#### [SUPPLIED DATA]

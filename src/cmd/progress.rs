//! Spinner utilities for commands that issue many requests

use indicatif::{ProgressBar, ProgressDrawTarget, ProgressStyle};
use std::time::Duration;

const TICK_CHARS: &str = "⠋⠙⠹⠸⠼⠴⠦⠧⠇⠏";

fn spinner_style(template: &str) -> ProgressStyle {
    ProgressStyle::default_spinner()
        .template(template)
        .unwrap_or_else(|_| ProgressStyle::default_spinner())
}

/// Spinner on stderr, so stdout only ever carries the command result
pub fn create_spinner(message: &str) -> ProgressBar {
    let spinner = ProgressBar::with_draw_target(None, ProgressDrawTarget::stderr());
    spinner.set_style(spinner_style("{spinner:.cyan} {msg}").tick_chars(TICK_CHARS));
    spinner.set_message(message.to_string());
    spinner.enable_steady_tick(Duration::from_millis(100));
    spinner
}

/// Finish an optional spinner with a ✓ or ✗ line
pub fn finish(spinner: Option<ProgressBar>, success: bool, message: &str) {
    let Some(spinner) = spinner else {
        return;
    };

    let (template, mark) = if success {
        ("{prefix:.green} {msg}", "✓")
    } else {
        ("{prefix:.red} {msg}", "✗")
    };
    spinner.set_style(spinner_style(template));
    spinner.set_prefix(mark);
    spinner.finish_with_message(message.to_string());
}

#[cfg(test)]
mod tests {
    use super::*;

    #[test]
    fn test_create_spinner() {
        let spinner = create_spinner("Searching...");
        assert!(!spinner.is_finished());
        spinner.finish();
        assert!(spinner.is_finished());
    }

    #[test]
    fn test_finish_without_spinner_is_noop() {
        finish(None, true, "Done");

        let spinner = create_spinner("Removing fields...");
        finish(Some(spinner.clone()), false, "Failed");
        assert!(spinner.is_finished());
    }
}
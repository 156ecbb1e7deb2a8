//! Small helpers shared by the command modules: option validation,
//! access-token inspection and URL building.

pub mod access_token;
pub mod url;
pub mod validation;
//! Microsoft To Do commands

use super::Context;
use crate::error::{M365Error, Result};
use crate::graph::GraphClient;
use crate::graph::todo::TodoClient;
use crate::util::validation::{ensure_allowed, ensure_iso_datetime, ensure_one_of};
use clap::Args;
use serde_json::{Map, Value, json};

pub const TASK_STATUSES: [&str; 5] = [
    "notStarted",
    "inProgress",
    "completed",
    "waitingOnOthers",
    "deferred",
];
pub const TASK_IMPORTANCE: [&str; 3] = ["low", "normal", "high"];
pub const BODY_CONTENT_TYPES: [&str; 2] = ["text", "html"];

#[derive(Args, Debug, Default)]
pub struct TaskSetArgs {
    /// ID of the task
    #[arg(short, long)]
    pub id: String,

    /// ID of the task list
    #[arg(long)]
    pub list_id: Option<String>,

    /// Display name of the task list
    #[arg(long)]
    pub list_name: Option<String>,

    /// New title
    #[arg(short, long)]
    pub title: Option<String>,

    /// notStarted, inProgress, completed, waitingOnOthers or deferred
    #[arg(short, long)]
    pub status: Option<String>,

    /// low, normal or high
    #[arg(long)]
    pub importance: Option<String>,

    /// Body of the task
    #[arg(long)]
    pub body_content: Option<String>,

    /// text or html (default text)
    #[arg(long)]
    pub body_content_type: Option<String>,

    /// Due date and time (ISO 8601)
    #[arg(long)]
    pub due_date_time: Option<String>,
}

impl TaskSetArgs {
    pub fn validate(&self) -> Result<()> {
        ensure_one_of(&[
            ("list-id", self.list_id.is_some()),
            ("list-name", self.list_name.is_some()),
        ])?;
        if let Some(status) = &self.status {
            ensure_allowed(status, &TASK_STATUSES)?;
        }
        if let Some(importance) = &self.importance {
            ensure_allowed(importance, &TASK_IMPORTANCE)?;
        }
        if let Some(content_type) = &self.body_content_type {
            ensure_allowed(content_type, &BODY_CONTENT_TYPES)?;
        }
        if let Some(due) = &self.due_date_time {
            ensure_iso_datetime(due, "due-date-time")?;
        }
        Ok(())
    }

    /// Properties to patch, only the options given
    pub fn patch_body(&self) -> Result<Value> {
        let mut body = Map::new();

        if let Some(title) = &self.title {
            body.insert("title".into(), json!(title));
        }
        if let Some(status) = &self.status {
            body.insert("status".into(), json!(ensure_allowed(status, &TASK_STATUSES)?));
        }
        if let Some(importance) = &self.importance {
            body.insert(
                "importance".into(),
                json!(ensure_allowed(importance, &TASK_IMPORTANCE)?),
            );
        }
        if let Some(content) = &self.body_content {
            let content_type = match &self.body_content_type {
                Some(t) => ensure_allowed(t, &BODY_CONTENT_TYPES)?,
                None => "text",
            };
            body.insert(
                "body".into(),
                json!({ "content": content, "contentType": content_type }),
            );
        }
        if let Some(due) = &self.due_date_time {
            body.insert(
                "dueDateTime".into(),
                json!({ "dateTime": due, "timeZone": "Etc/GMT" }),
            );
        }

        Ok(Value::Object(body))
    }
}

pub async fn task_set(args: TaskSetArgs, ctx: &Context) -> Result<()> {
    args.validate()?;
    let client = ctx.graph()?;
    let task = set_task(&args, &client).await?;
    ctx.print(&task, &["id", "title", "status", "importance"])
}

pub async fn set_task(args: &TaskSetArgs, client: &GraphClient) -> Result<Value> {
    let todo = TodoClient::new(client);
    let list_id = match (&args.list_id, &args.list_name) {
        (Some(id), _) => id.clone(),
        (None, Some(name)) => todo.list_id_by_name(name).await?,
        (None, None) => {
            return Err(M365Error::Validation(
                "Specify one of the following options: list-id, list-name.".into(),
            ));
        }
    };
    todo.update_task(&list_id, &args.id, &args.patch_body()?).await
}
use serde::Deserialize;
use std::path::Path;

/// Top-level configuration loaded from ab-extract.toml.
#[derive(Debug, Deserialize, Default, PartialEq)]
#[serde(default)]
pub struct ExtractorConfig {
    pub output: OutputConfig,
    pub extract: ExtractConfig,
}

#[derive(Debug, Deserialize, PartialEq)]
#[serde(default)]
pub struct OutputConfig {
    pub delimiter: String,
    pub decimal_separator: char,
    pub header: bool,
}

#[derive(Debug, Deserialize, Default, PartialEq)]
#[serde(default)]
pub struct ExtractConfig {
    /// Fail on an undecodable failure breakdown instead of reporting zeros.
    pub strict: bool,
}

impl Default for OutputConfig {
    fn default() -> Self {
        Self {
            delimiter: ";".to_string(),
            decimal_separator: ',',
            header: true,
        }
    }
}

/// Load config from `path`, or defaults if it is absent or unusable.
pub fn load_config(path: &Path) -> ExtractorConfig {
    let contents = match std::fs::read_to_string(path) {
        Ok(c) => c,
        Err(e) if e.kind() == std::io::ErrorKind::NotFound => {
            tracing::debug!(path = %path.display(), "no config file, using defaults");
            return ExtractorConfig::default();
        }
        Err(e) => {
            tracing::warn!(error = %e, path = %path.display(), "failed to read config, using defaults");
            return ExtractorConfig::default();
        }
    };

    match toml::from_str(&contents) {
        Ok(cfg) => cfg,
        Err(e) => {
            tracing::warn!("failed to parse {}: {e}", path.display());
            ExtractorConfig::default()
        }
    }
}
/// Streaming driver: read blocks, write one row per completed record.
use crate::assemble::{Records, Strictness};
use crate::error::ExtractError;
use crate::format::RowFormatter;
use crate::lines::LineSource;
use std::io::{BufRead, Write};

/// Counts reported at the end of a run.
#[derive(Debug, Clone, Copy, Default, PartialEq, Eq)]
pub struct Summary {
    pub records: u64,
    pub warnings: u64,
}

/// Write the header and then a row per record as soon as it is complete.
///
/// Stops at the first error. Rows written before it are flushed and kept.
pub fn extract<R: BufRead, W: Write>(
    source: LineSource<R>,
    formatter: &RowFormatter,
    strictness: Strictness,
    out: &mut W,
) -> Result<Summary, ExtractError> {
    let result = write_rows(source, formatter, strictness, out);
    out.flush()?;
    result
}

fn write_rows<R: BufRead, W: Write>(
    source: LineSource<R>,
    formatter: &RowFormatter,
    strictness: Strictness,
    out: &mut W,
) -> Result<Summary, ExtractError> {
    if let Some(header) = formatter.header_row() {
        writeln!(out, "{header}")?;
    }

    let mut records = Records::new(source, strictness);
    let mut summary = Summary::default();
    for record in records.by_ref() {
        let record = record?;
        writeln!(out, "{}", formatter.format(&record))?;
        summary.records += 1;
    }
    summary.warnings = records.warnings();
    Ok(summary)
}
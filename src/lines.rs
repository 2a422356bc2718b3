/// Forward-only line cursor over a report stream.
///
/// Lines are yielded one at a time with their line terminator removed.
/// There is no peek and no rewind: once a line is returned it is consumed.
use std::io::{BufRead, BufReader, Read};
use std::path::Path;

pub struct LineSource<R> {
    reader: R,
    buf: String,
    line_number: u64,
    exhausted: bool,
}

impl<R: BufRead> LineSource<R> {
    pub fn new(reader: R) -> Self {
        Self {
            reader,
            buf: String::new(),
            line_number: 0,
            exhausted: false,
        }
    }

    /// Advance to the next line. Returns `Ok(None)` once the stream is exhausted.
    pub fn next_line(&mut self) -> std::io::Result<Option<&str>> {
        if self.exhausted {
            return Ok(None);
        }

        self.buf.clear();
        if self.reader.read_line(&mut self.buf)? == 0 {
            self.exhausted = true;
            return Ok(None);
        }
        self.line_number += 1;

        if self.buf.ends_with('\n') {
            self.buf.pop();
            if self.buf.ends_with('\r') {
                self.buf.pop();
            }
        }
        Ok(Some(&self.buf))
    }

    /// 1-based number of the last line returned (0 before the first read).
    pub fn line_number(&self) -> u64 {
        self.line_number
    }
}

impl LineSource<BufReader<Box<dyn Read>>> {
    /// Open a report file, or standard input when `path` is `-`.
    pub fn open(path: &Path) -> std::io::Result<Self> {
        let inner: Box<dyn Read> = if path == Path::new("-") {
            Box::new(std::io::stdin())
        } else {
            Box::new(std::fs::File::open(path)?)
        };
        Ok(Self::new(BufReader::new(inner)))
    }
}
mod assemble;
mod breakdown;
mod config;
mod error;
mod extract;
mod fields;
#[cfg(test)]
mod fixtures;
mod format;
mod lines;
mod record;

use assemble::Strictness;
use clap::Parser;
use error::ExtractError;
use extract::Summary;
use format::RowFormatter;
use lines::LineSource;
use std::io::Write;
use std::path::PathBuf;
use std::process::ExitCode;

/// Extract one delimited row per run from concatenated load-test reports.
#[derive(Parser, Debug)]
#[command(name = "ab-extract", version, about)]
pub struct Cli {
    /// Log file holding one or more concatenated run reports ("-" for stdin)
    #[arg(value_name = "INPUT")]
    input: PathBuf,

    /// Config file path
    #[arg(short, long, default_value = "ab-extract.toml")]
    config: PathBuf,

    /// Fail when a failure breakdown line cannot be decoded, instead of reporting zeros
    #[arg(long)]
    strict: bool,

    /// Do not print the header row
    #[arg(long)]
    no_header: bool,

    /// Log every record and defaulting decision to stderr
    #[arg(short, long, conflicts_with = "quiet")]
    verbose: bool,

    /// Only log errors
    #[arg(short, long)]
    quiet: bool,
}

fn main() -> ExitCode {
    let cli = Cli::parse();
    init_logging(&cli);
    tracing::debug!(?cli, "parsed CLI arguments");

    let stdout = std::io::stdout();
    let mut out = std::io::BufWriter::new(stdout.lock());
    match run(&cli, &mut out) {
        Ok(summary) => {
            tracing::info!(
                records = summary.records,
                warnings = summary.warnings,
                "extraction finished"
            );
            ExitCode::SUCCESS
        }
        Err(e) => {
            eprintln!("ab-extract: {e}");
            ExitCode::FAILURE
        }
    }
}

fn init_logging(cli: &Cli) {
    let default_level = if cli.verbose {
        "debug"
    } else if cli.quiet {
        "error"
    } else {
        "warn"
    };

    tracing_subscriber::fmt()
        .with_env_filter(
            tracing_subscriber::EnvFilter::try_from_default_env()
                .unwrap_or_else(|_| tracing_subscriber::EnvFilter::new(default_level)),
        )
        .with_writer(std::io::stderr)
        .with_target(false)
        .with_thread_ids(false)
        .init();
}

/// Resolve config and CLI overrides, then stream rows for `cli.input` into `out`.
fn run<W: Write>(cli: &Cli, out: &mut W) -> Result<Summary, ExtractError> {
    let cfg = config::load_config(&cli.config);
    let strictness = if cli.strict || cfg.extract.strict {
        Strictness::Strict
    } else {
        Strictness::Lenient
    };
    let formatter =
        RowFormatter::from_config(&cfg.output).with_header(cfg.output.header && !cli.no_header);

    let source = LineSource::open(&cli.input)?;
    extract::extract(source, &formatter, strictness, out)
}
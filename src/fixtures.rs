//! Report text shaped like real load-test output, for tests.

/// Builder for a single report block.
pub struct Block {
    pub path: &'static str,
    pub concurrency: &'static str,
    pub complete: &'static str,
    pub failed: &'static str,
    pub breakdown: Option<&'static str>,
    pub non_2xx: Option<&'static str>,
    pub total_transferred: bool,
    pub rps: &'static str,
    pub mean: &'static str,
    pub percentiles: (&'static str, &'static str, &'static str),
}

impl Default for Block {
    fn default() -> Self {
        Self {
            path: "/api/test",
            concurrency: "10",
            complete: "1000",
            failed: "0",
            breakdown: None,
            non_2xx: None,
            total_transferred: true,
            rps: "523.45",
            mean: "19.1",
            percentiles: ("18", "25", "40"),
        }
    }
}

impl Block {
    pub fn render(&self) -> String {
        let mut out = String::new();
        out.push_str("This is ApacheBench, Version 2.3 <$Revision: 1879490 $>\n");
        out.push_str("Benchmarking localhost (be patient)\n");
        out.push_str("Completed 1000 requests\n");
        out.push_str("Finished 1000 requests\n\n\n");
        out.push_str("Server Software:        nginx/1.25.3\n");
        out.push_str("Server Hostname:        localhost\n");
        out.push_str("Server Port:            8080\n\n");
        out.push_str(&format!("Document Path:          {}\n", self.path));
        out.push_str("Document Length:        612 bytes\n\n");
        out.push_str(&format!("Concurrency Level:      {}\n", self.concurrency));
        out.push_str("Time taken for tests:   1.910 seconds\n");
        out.push_str(&format!("Complete requests:      {}\n", self.complete));
        out.push_str(&format!("Failed requests:        {}\n", self.failed));
        if let Some(line) = self.breakdown {
            out.push_str(line);
            out.push('\n');
        }
        if let Some(n) = self.non_2xx {
            out.push_str(&format!("Non-2xx responses:      {n}\n"));
        }
        if self.total_transferred {
            out.push_str("Total transferred:      845000 bytes\n");
        }
        out.push_str("HTML transferred:       612000 bytes\n");
        out.push_str(&format!("Requests per second:    {} [#/sec] (mean)\n", self.rps));
        out.push_str(&format!("Time per request:       {} [ms] (mean)\n", self.mean));
        out.push_str(
            "Time per request:       1.910 [ms] (mean, across all concurrent requests)\n",
        );
        out.push_str("Transfer rate:          432.10 [Kbytes/sec] received\n\n");
        out.push_str("Connection Times (ms)\n");
        out.push_str("              min  mean[+/-sd] median   max\n");
        out.push_str("Connect:        0    0   0.1      0       1\n");
        out.push_str("Processing:     2   19   3.2     18      45\n");
        out.push_str("Waiting:        1   18   3.1     18      44\n");
        out.push_str("Total:          2   19   3.2     18      45\n\n");
        out.push_str("Percentage of the requests served within a certain time (ms)\n");
        let (p50, p90, p99) = self.percentiles;
        out.push_str(&format!("  50%     {p50}\n"));
        out.push_str("  66%     20\n");
        out.push_str("  75%     21\n");
        out.push_str("  80%     22\n");
        out.push_str(&format!("  90%     {p90}\n"));
        out.push_str("  95%     30\n");
        out.push_str("  98%     35\n");
        out.push_str(&format!("  99%     {p99}\n"));
        out.push_str(" 100%     45 (longest request)\n");
        out
    }
}
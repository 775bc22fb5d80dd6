//! Logging initialization.
//!
//! Structured logging via `tracing`, written to stderr so that stdout stays
//! free for command output. `CRISPR_LAB_LOG_LEVEL` overrides the verbosity
//! flags with a full `EnvFilter` directive.

use std::io::IsTerminal;
use tracing_subscriber::EnvFilter;

use crate::cli::args::ColorChoice;

/// Environment variable holding a filter directive.
pub const LOG_LEVEL_ENV: &str = "CRISPR_LAB_LOG_LEVEL";

/// Log output format.
#[derive(Debug, Clone, Copy, PartialEq, Eq, Default)]
pub enum LogFormat {
    /// Human-readable, optionally colored.
    #[default]
    Human,
    /// Newline-delimited JSON.
    Json,
}

/// Maps `-v` repetitions to a tracing directive, saturating at `trace`.
///
/// `-q` is handled by the caller and maps to `error`.
#[must_use]
pub const fn verbosity_to_directive(verbosity: u8) -> &'static str {
    match verbosity {
        0 => "warn",
        1 => "info",
        2 => "debug",
        _ => "trace",
    }
}

/// Installs the global subscriber.
///
/// Calling it twice is harmless: the second `try_init` fails and is ignored.
pub fn init_logging(format: LogFormat, verbosity: u8, quiet: bool, color: ColorChoice) {
    let default_directive = if quiet {
        "error"
    } else {
        verbosity_to_directive(verbosity)
    };

    let filter = EnvFilter::try_from_env(LOG_LEVEL_ENV)
        .unwrap_or_else(|_| EnvFilter::new(default_directive));

    let show_target = verbosity >= 2;

    let use_ansi = match color {
        ColorChoice::Auto => {
            std::io::stderr().is_terminal() && std::env::var_os("NO_COLOR").is_none()
        }
        ColorChoice::Always => true,
        ColorChoice::Never => false,
    };

    match format {
        LogFormat::Human => {
            let _ = tracing_subscriber::fmt()
                .with_env_filter(filter)
                .with_ansi(use_ansi)
                .with_target(show_target)
                .with_writer(std::io::stderr)
                .try_init();
        }
        LogFormat::Json => {
            let _ = tracing_subscriber::fmt()
                .with_env_filter(filter)
                .json()
                .with_target(show_target)
                .with_writer(std::io::stderr)
                .try_init();
        }
    }
}
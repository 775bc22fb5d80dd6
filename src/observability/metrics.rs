//! Prometheus metrics.
//!
//! Label values are limited to stage and phase names known at compile
//! time, so no label set can grow without bound.

use std::sync::atomic::{AtomicBool, Ordering};

use metrics::{counter, describe_counter, describe_gauge, describe_histogram, gauge, histogram};
use metrics_exporter_prometheus::PrometheusBuilder;

use crate::error::LabError;

static METRICS_INITIALIZED: AtomicBool = AtomicBool::new(false);

/// Installs the global recorder.
///
/// With a port, a Prometheus scrape endpoint listens on
/// `127.0.0.1:<port>`. Without one, metrics are recorded in-process only.
///
/// # Errors
///
/// Returns [`LabError::Io`] if the recorder or listener cannot be
/// installed.
pub fn init_metrics(port: Option<u16>) -> Result<(), LabError> {
    if METRICS_INITIALIZED.swap(true, Ordering::SeqCst) {
        tracing::debug!("metrics already initialized, skipping");
        return Ok(());
    }
    port.map_or_else(
        || PrometheusBuilder::new().install_recorder().map(|_| ()),
        |p| {
            PrometheusBuilder::new()
                .with_http_listener(([127, 0, 0, 1], p))
                .install()
        },
    )
    .map_err(|e| LabError::Io(std::io::Error::other(e.to_string())))?;

    describe_metrics();
    Ok(())
}

fn describe_metrics() {
    describe_counter!(
        "crispr_lab_stage_transitions_total",
        "Stage transitions by source and target stage"
    );
    describe_counter!(
        "crispr_lab_risk_prompts_total",
        "Edit requests held back by the risk gate"
    );
    describe_counter!(
        "crispr_lab_risk_decisions_total",
        "Risk prompt resolutions by decision"
    );
    describe_counter!("crispr_lab_ticks_total", "Animator ticks applied");
    describe_gauge!("crispr_lab_edit_progress", "Edit progress in percent");
    describe_counter!(
        "crispr_lab_phase_entries_total",
        "Animation phases entered"
    );
    describe_counter!("crispr_lab_markers_emitted_total", "Markers emitted");
    describe_counter!("crispr_lab_markers_expired_total", "Markers expired");
    describe_counter!("crispr_lab_edits_completed_total", "Edits completed");
    describe_histogram!(
        "crispr_lab_quiz_score_percent",
        "Quiz scores in percent"
    );
    describe_counter!(
        "crispr_lab_errors_total",
        "Rejected operations by category"
    );
}

/// Records a stage transition.
pub fn record_stage_transition(from: &'static str, to: &'static str) {
    counter!("crispr_lab_stage_transitions_total", "from" => from, "to" => to).increment(1);
}

/// Records a risk prompt being raised.
pub fn record_risk_prompt() {
    counter!("crispr_lab_risk_prompts_total").increment(1);
}

/// Records how a risk prompt was resolved.
pub fn record_risk_decision(decision: &'static str) {
    counter!("crispr_lab_risk_decisions_total", "decision" => decision).increment(1);
}

/// Records an applied tick and the resulting progress.
pub fn record_tick(progress: f64) {
    counter!("crispr_lab_ticks_total").increment(1);
    gauge!("crispr_lab_edit_progress").set(progress);
}

/// Records entry into an animation phase.
pub fn record_phase_entered(phase: &'static str) {
    counter!("crispr_lab_phase_entries_total", "phase" => phase).increment(1);
}

/// Records an emitted marker.
pub fn record_marker_emitted() {
    counter!("crispr_lab_markers_emitted_total").increment(1);
}

/// Records expired markers.
pub fn record_markers_expired(count: u64) {
    if count > 0 {
        counter!("crispr_lab_markers_expired_total").increment(count);
    }
}

/// Records a completed edit.
pub fn record_edit_completed() {
    counter!("crispr_lab_edits_completed_total").increment(1);
}

/// Records a quiz score.
pub fn record_quiz_score(percent: u32) {
    histogram!("crispr_lab_quiz_score_percent").record(f64::from(percent));
}

/// Records a rejected operation.
pub fn record_error(category: &'static str) {
    counter!("crispr_lab_errors_total", "category" => category).increment(1);
}
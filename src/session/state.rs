//! Session value
//!
//! The whole of a user's progress through the lab lives in one
//! [`Session`] value. Transitions never mutate a session; they build the
//! next one and the controller swaps it in.

use std::fmt;

use serde::Serialize;

use crate::animator::{AnimatorRun, Marker, RunId};
use crate::catalog::{AnimationPhase, Metrics};
use crate::risk::RiskPrompt;

/// Top-level stage of the simulation.
#[derive(Debug, Clone, Copy, PartialEq, Eq, PartialOrd, Ord, Hash, Default, Serialize)]
#[serde(rename_all = "snake_case")]
pub enum Stage {
    /// Choosing a trait from the catalog
    #[default]
    Select,
    /// Reviewing predicted metrics
    Analyze,
    /// Stepping through the mechanism explainer
    Mechanism,
    /// Watching the timed edit
    Edit,
    /// Reading the graded outcome
    Result,
}

impl Stage {
    /// Lowercase stage name, used in logs, events and metric labels.
    #[must_use]
    pub const fn as_str(self) -> &'static str {
        match self {
            Self::Select => "select",
            Self::Analyze => "analyze",
            Self::Mechanism => "mechanism",
            Self::Edit => "edit",
            Self::Result => "result",
        }
    }
}

impl fmt::Display for Stage {
    fn fmt(&self, f: &mut fmt::Formatter<'_>) -> fmt::Result {
        f.write_str(self.as_str())
    }
}

/// Immutable snapshot of one user's session.
#[derive(Debug, Clone, PartialEq, Default)]
pub struct Session {
    pub(crate) stage: Stage,
    pub(crate) trait_id: Option<String>,
    pub(crate) metrics: Metrics,
    pub(crate) mechanism_step: usize,
    pub(crate) pending_confirmation: Option<RiskPrompt>,
    pub(crate) risk_acknowledged: bool,
    pub(crate) animation: Option<AnimatorRun>,
}

impl Session {
    /// Current stage.
    #[must_use]
    pub const fn stage(&self) -> Stage {
        self.stage
    }

    /// Selected trait id.
    #[must_use]
    pub fn trait_id(&self) -> Option<&str> {
        self.trait_id.as_deref()
    }

    /// Metrics copied from the selected trait (all zero before selection).
    #[must_use]
    pub const fn metrics(&self) -> Metrics {
        self.metrics
    }

    /// Current page of the mechanism explainer.
    #[must_use]
    pub const fn mechanism_step(&self) -> usize {
        self.mechanism_step
    }

    /// The risk prompt awaiting a proceed/redesign decision, if any.
    #[must_use]
    pub const fn pending_confirmation(&self) -> Option<&RiskPrompt> {
        self.pending_confirmation.as_ref()
    }

    /// Whether the user chose to proceed despite the risk prompt for the
    /// current trait selection.
    #[must_use]
    pub const fn risk_acknowledged(&self) -> bool {
        self.risk_acknowledged
    }

    /// Animator run, present from entering Edit until reset.
    #[must_use]
    pub const fn animation(&self) -> Option<&AnimatorRun> {
        self.animation.as_ref()
    }

    /// Id of the current animator run.
    #[must_use]
    pub fn run_id(&self) -> Option<RunId> {
        self.animation.as_ref().map(AnimatorRun::run_id)
    }

    /// Edit progress in percent.
    #[must_use]
    pub fn progress(&self) -> f64 {
        self.animation.as_ref().map_or(0.0, AnimatorRun::progress)
    }

    /// Animation phase index in `0..=5`.
    #[must_use]
    pub fn phase_index(&self) -> u8 {
        self.animation.as_ref().map_or(0, AnimatorRun::phase_index)
    }

    /// Animation phase.
    #[must_use]
    pub fn phase(&self) -> AnimationPhase {
        AnimationPhase::from_index(self.phase_index())
    }

    /// Live markers, oldest first.
    pub fn markers(&self) -> impl Iterator<Item = &Marker> + '_ {
        self.animation.iter().flat_map(|run| run.markers().iter())
    }

    /// Number of live markers.
    #[must_use]
    pub fn marker_count(&self) -> usize {
        self.animation.as_ref().map_or(0, |run| run.markers().len())
    }

    /// Serializable summary of the session.
    #[must_use]
    pub fn snapshot(&self) -> SessionSnapshot {
        SessionSnapshot {
            stage: self.stage,
            trait_id: self.trait_id.clone(),
            metrics: self.metrics,
            mechanism_step: self.mechanism_step,
            progress: self.progress(),
            phase: self.phase_index(),
            phase_name: self.phase().to_string(),
            markers: self.marker_count(),
            pending_confirmation: self.pending_confirmation.is_some(),
            risk_acknowledged: self.risk_acknowledged,
        }
    }
}

/// Flat, serializable view of a [`Session`].
#[derive(Debug, Clone, PartialEq, Serialize)]
pub struct SessionSnapshot {
    /// Current stage
    pub stage: Stage,
    /// Selected trait id
    pub trait_id: Option<String>,
    /// Metrics of the selected trait
    pub metrics: Metrics,
    /// Mechanism explainer page
    pub mechanism_step: usize,
    /// Edit progress in percent
    pub progress: f64,
    /// Animation phase index
    pub phase: u8,
    /// Animation phase label
    pub phase_name: String,
    /// Number of live markers
    pub markers: usize,
    /// Whether a risk prompt awaits a decision
    pub pending_confirmation: bool,
    /// Whether the risk prompt was overridden
    pub risk_acknowledged: bool,
}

#### [GOAL OF THE EXERCISE]
Across the records above, count the lines holding "fields" and reply with that number alone.

#### [OUTPUT OF THE EXERCISE]
2